Apart from ROS, mitochondrial dysfunction impairs ATP synthesis, affecting cardiomyocyte energy metabolism, sarcolemmal and sarcoplasmic ion channel function, intracellular cation homeostasis, and membrane excitability, which are essential in maintaining the electrical activity of cardiac cells [36]. The reduced energy production promotes the opening of sarcolemmal KATP channels, which has arrhythmogenic effects by conferring shortened action potential duration and excitation wavelengths [37].

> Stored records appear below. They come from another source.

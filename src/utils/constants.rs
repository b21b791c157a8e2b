//! Constants used throughout the application

/// Descriptor file expected in every chain directory
pub const DESCRIPTOR_FILE_NAME: &str = "chain.json";

/// Registry directory holding test networks, never scanned
pub const EXCLUDED_CHAIN_DIRECTORY: &str = "testnets";

/// Prefix of generated playbook files, followed by the chain directory name
pub const PLAYBOOK_FILE_PREFIX: &str = "install_";

pub const PLAYBOOK_FILE_EXTENSION: &str = "yml";

pub const DEFAULT_RPC_PORT: u16 = 26657;

pub const DEFAULT_P2P_PORT: u16 = 26656;

/// Token stripped from `node_home` to obtain the node directory relative to the home directory
pub const NODE_HOME_PREFIX: &str = "$HOME/";

pub const LIBWASMVM_URL: &str =
	"https://github.com/CosmWasm/wasmvm/releases/download/v1.5.0/libwasmvm.x86_64.so";

pub const GVM_INSTALLER_URL: &str =
	"https://raw.githubusercontent.com/moovweb/gvm/master/binscripts/gvm-installer";

pub const AUTOSTAKE_SNAPSHOTS_URL: &str = "http://snapshots.autostake.com";

pub const POLKACHU_SNAPSHOTS_URL: &str = "https://snapshots.polkachu.com";

pub const POLKACHU_ADDRBOOK_URL: &str = "http://snapshots.polkachu.com/addrbook";

pub const POLKACHU_SNAPSHOT_API_URL: &str = "https://polkachu.com/api/v2/chain_snapshots/";

/// Node CLI queried by the reward estimator when none is configured
pub const DEFAULT_CHAIN_CLI: &str = "memed";

pub const DEFAULT_QUERY_TIMEOUT_MS: u64 = 30_000;

/// Validators requested per `staking validators` page
pub const VALIDATOR_PAGE_LIMIT: u32 = 100;

/// Listing more pages than this is treated as a node that never reports the last page
pub const MAX_VALIDATOR_PAGES: u32 = 50;

pub const DEFAULT_LOG_DIR: &str = "logs/";

pub const LOG_FILE_NAME: &str = "chain-node-toolkit.log";
use anyhow::Context;
use ccs_engine::{
    CombatAction, CombatLookup, CombatStrategy, LoadReport, MonsterRegistry, PreferenceStore,
    SessionConfig, StandardMacroSyntax, LAST_ADVENTURE,
};
use clap::{Parser, Subcommand};
use encoding_rs::Encoding;
use std::{fs, path::Path, path::PathBuf};
use tracing_subscriber::EnvFilter;

#[derive(Subcommand)]
enum Cmd {
    /// Parse a combat script and report what was read
    Check {
        /// Path to the combat script
        file: PathBuf,
    },
    /// Rewrite a combat script in canonical form
    Fmt {
        /// Path to the combat script
        file: PathBuf,
        /// Overwrite the file instead of printing to stdout
        #[arg(long, default_value_t = false)]
        write: bool,
    },
    /// Show which section applies to an encounter
    Resolve {
        /// Path to the combat script
        file: PathBuf,
        /// Encounter text, usually the monster name
        encounter: String,
        /// Session config (YAML or JSON) with known monsters and preferences
        #[arg(long)]
        config: Option<PathBuf>,
        /// Override the last adventure location
        #[arg(long)]
        location: Option<String>,
        /// Only print the action for this round
        #[arg(long)]
        round: Option<u32>,
    },
    /// Serialize the parsed script to JSON (stdout)
    Dump {
        /// Path to the combat script
        file: PathBuf,
        /// Single-line JSON instead of pretty-printed
        #[arg(long, default_value_t = false)]
        compact: bool,
    },
}

#[derive(Parser)]
#[command(name = "ccs")]
#[command(about = "Custom combat script tool")]
struct Cli {
    /// Log parser decisions to stderr
    #[arg(long, short, global = true, default_value_t = false)]
    verbose: bool,
    #[command(subcommand)]
    cmd: Cmd,
}

fn init_tracing(verbose: bool) {
    let filter = if verbose {
        EnvFilter::new("ccs_engine=debug")
    } else {
        EnvFilter::try_from_default_env().unwrap_or_else(|_| EnvFilter::new("ccs_engine=warn"))
    };
    tracing_subscriber::fmt()
        .with_env_filter(filter)
        .with_writer(std::io::stderr)
        .init();
}

fn read_text_auto(path: &Path) -> anyhow::Result<String> {
    let bytes =
        fs::read(path).with_context(|| format!("failed to read script: {}", path.display()))?;
    if let Some((enc, bom_len)) = Encoding::for_bom(&bytes) {
        let (cow, _, _) = enc.decode(&bytes[bom_len..]);
        Ok(cow.into_owned())
    } else {
        String::from_utf8(bytes).with_context(|| format!("script is not UTF-8: {}", path.display()))
    }
}

fn load_script(path: &Path) -> anyhow::Result<(CombatLookup, LoadReport)> {
    let text = read_text_auto(path)?;
    let mut lookup = CombatLookup::new();
    let report = lookup
        .load(text.as_bytes(), &StandardMacroSyntax)
        .with_context(|| format!("failed to parse script: {}", path.display()))?;
    tracing::debug!(
        path = %path.display(),
        sections = report.sections,
        actions = report.actions,
        "script loaded"
    );
    Ok((lookup, report))
}

fn render(lookup: &CombatLookup) -> anyhow::Result<String> {
    Ok(ccs_engine::render_script(lookup)?)
}

fn session(
    config: Option<&Path>,
    location: Option<String>,
) -> anyhow::Result<(MonsterRegistry, PreferenceStore)> {
    let cfg = match config {
        Some(path) => SessionConfig::from_path(path)?,
        None => SessionConfig::default(),
    };
    let (monsters, mut prefs) = cfg.into_collaborators();
    if let Some(location) = location {
        prefs.set_string(LAST_ADVENTURE, location);
    }
    Ok((monsters, prefs))
}

fn describe(action: &CombatAction) -> String {
    match action {
        CombatAction::Simple(text) => text.clone(),
        CombatAction::Macro(body) => format!("macro:\n{}", indent_lines(body)),
    }
}

fn indent_lines(body: &str) -> String {
    body.lines()
        .map(|l| format!("    {}", l))
        .collect::<Vec<_>>()
        .join("\n")
}

fn print_strategy(strategy: &CombatStrategy, round: Option<u32>) {
    match round {
        Some(round) => match strategy.action_for_round(round) {
            Some(action) => println!("round {}: {}", round, describe(action)),
            None => println!("round {}: (no action)", round),
        },
        None => {
            for entry in strategy.actions() {
                println!("round {}: {}", entry.round, describe(&entry.action));
            }
        }
    }
}

fn main() -> anyhow::Result<()> {
    let cli = Cli::parse();
    init_tracing(cli.verbose);
    match cli.cmd {
        Cmd::Check { file } => {
            let (lookup, report) = load_script(&file)?;
            println!(
                "sections={} keys={} actions={} warnings={}",
                report.sections,
                lookup.len(),
                report.actions,
                report.warnings.len()
            );
            for warning in &report.warnings {
                println!("warning: {}", warning);
            }
        }
        Cmd::Fmt { file, write } => {
            let (lookup, _) = load_script(&file)?;
            let text = render(&lookup)?;
            if write {
                fs::write(&file, text)
                    .with_context(|| format!("failed to write script: {}", file.display()))?;
            } else {
                print!("{}", text);
            }
        }
        Cmd::Resolve {
            file,
            encounter,
            config,
            location,
            round,
        } => {
            let (lookup, _) = load_script(&file)?;
            let (monsters, prefs) = session(config.as_deref(), location)?;
            let (key, strategy) = lookup.resolve(&encounter, &monsters, &prefs);
            println!("key={}", key);
            match strategy {
                Some(strategy) => print_strategy(strategy, round),
                None => println!("no matching strategy found"),
            }
        }
        Cmd::Dump { file, compact } => {
            let (lookup, _) = load_script(&file)?;
            if compact {
                println!("{}", serde_json::to_string(&lookup)?);
            } else {
                println!("{}", serde_json::to_string_pretty(&lookup)?);
            }
        }
    }
    Ok(())
}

Some limitations of this study need to be considered. Differences in measurement methods in mtDNA-CN, AF, and covariates may contribute to the heterogeneity of the results across the 3 cohorts. Reassuringly, the direction of the association of mtDNA-CN and incident AF was consistent in ARIC, CHS, and MESA, adding weight to the validity of our findings. mtDNA-CN was collected from the peripheral blood and was thus not a direct measurement of mitochondrial function in atrial myocytes. However, mtDNA from the peripheral blood has been shown to be strongly correlated with mtDNA from cardiomyocyte (coefficient of correlation > 0.5) [13, 38]. Therefore, the mtDNA-CN from the peripheral blood could be used as a marker for myocardial mitochondrial function. Furthermore, mtDNA-CN was measured only at a single time point, and variability due to changes over time was not captured. Finally, we could not evaluate the association between mtDNA-CN with various subtypes of AF. Since AF was obtained primarily based on hospital discharge codes in all 3 studies, the diagnoses were mostly persistent or permanent forms of AF, whereas asymptomatic paroxysmal AF, the most common type of AF, is often undetected. Future studies with repeated measures of mtDNA markers may provide a better evaluation of longitudinal changes in mtDNA function and its impact on AF risk.

The strengths of this study include the prospective design, the long follow-up, the rigorous quality control procedures of the individual cohorts, the large sample size, and the heterogeneous composition of the study population, including men and women from multiple race/ethnicity groups and a wide age range from middle-aged adults to elderly participants.

Conclusion

In three prospective community-based cohorts, mtDNA-CN levels in the peripheral blood were inversely associated with the risk of AF independent of traditional risk factors. These findings implicate mtDNA-CN as a novel risk factor for AF. Further research is warranted to better understand the underlying mechanisms, to better characterize the dose-response shape of the association, and to evaluate the role of mtDNA-CN in the prevention and management of AF risk.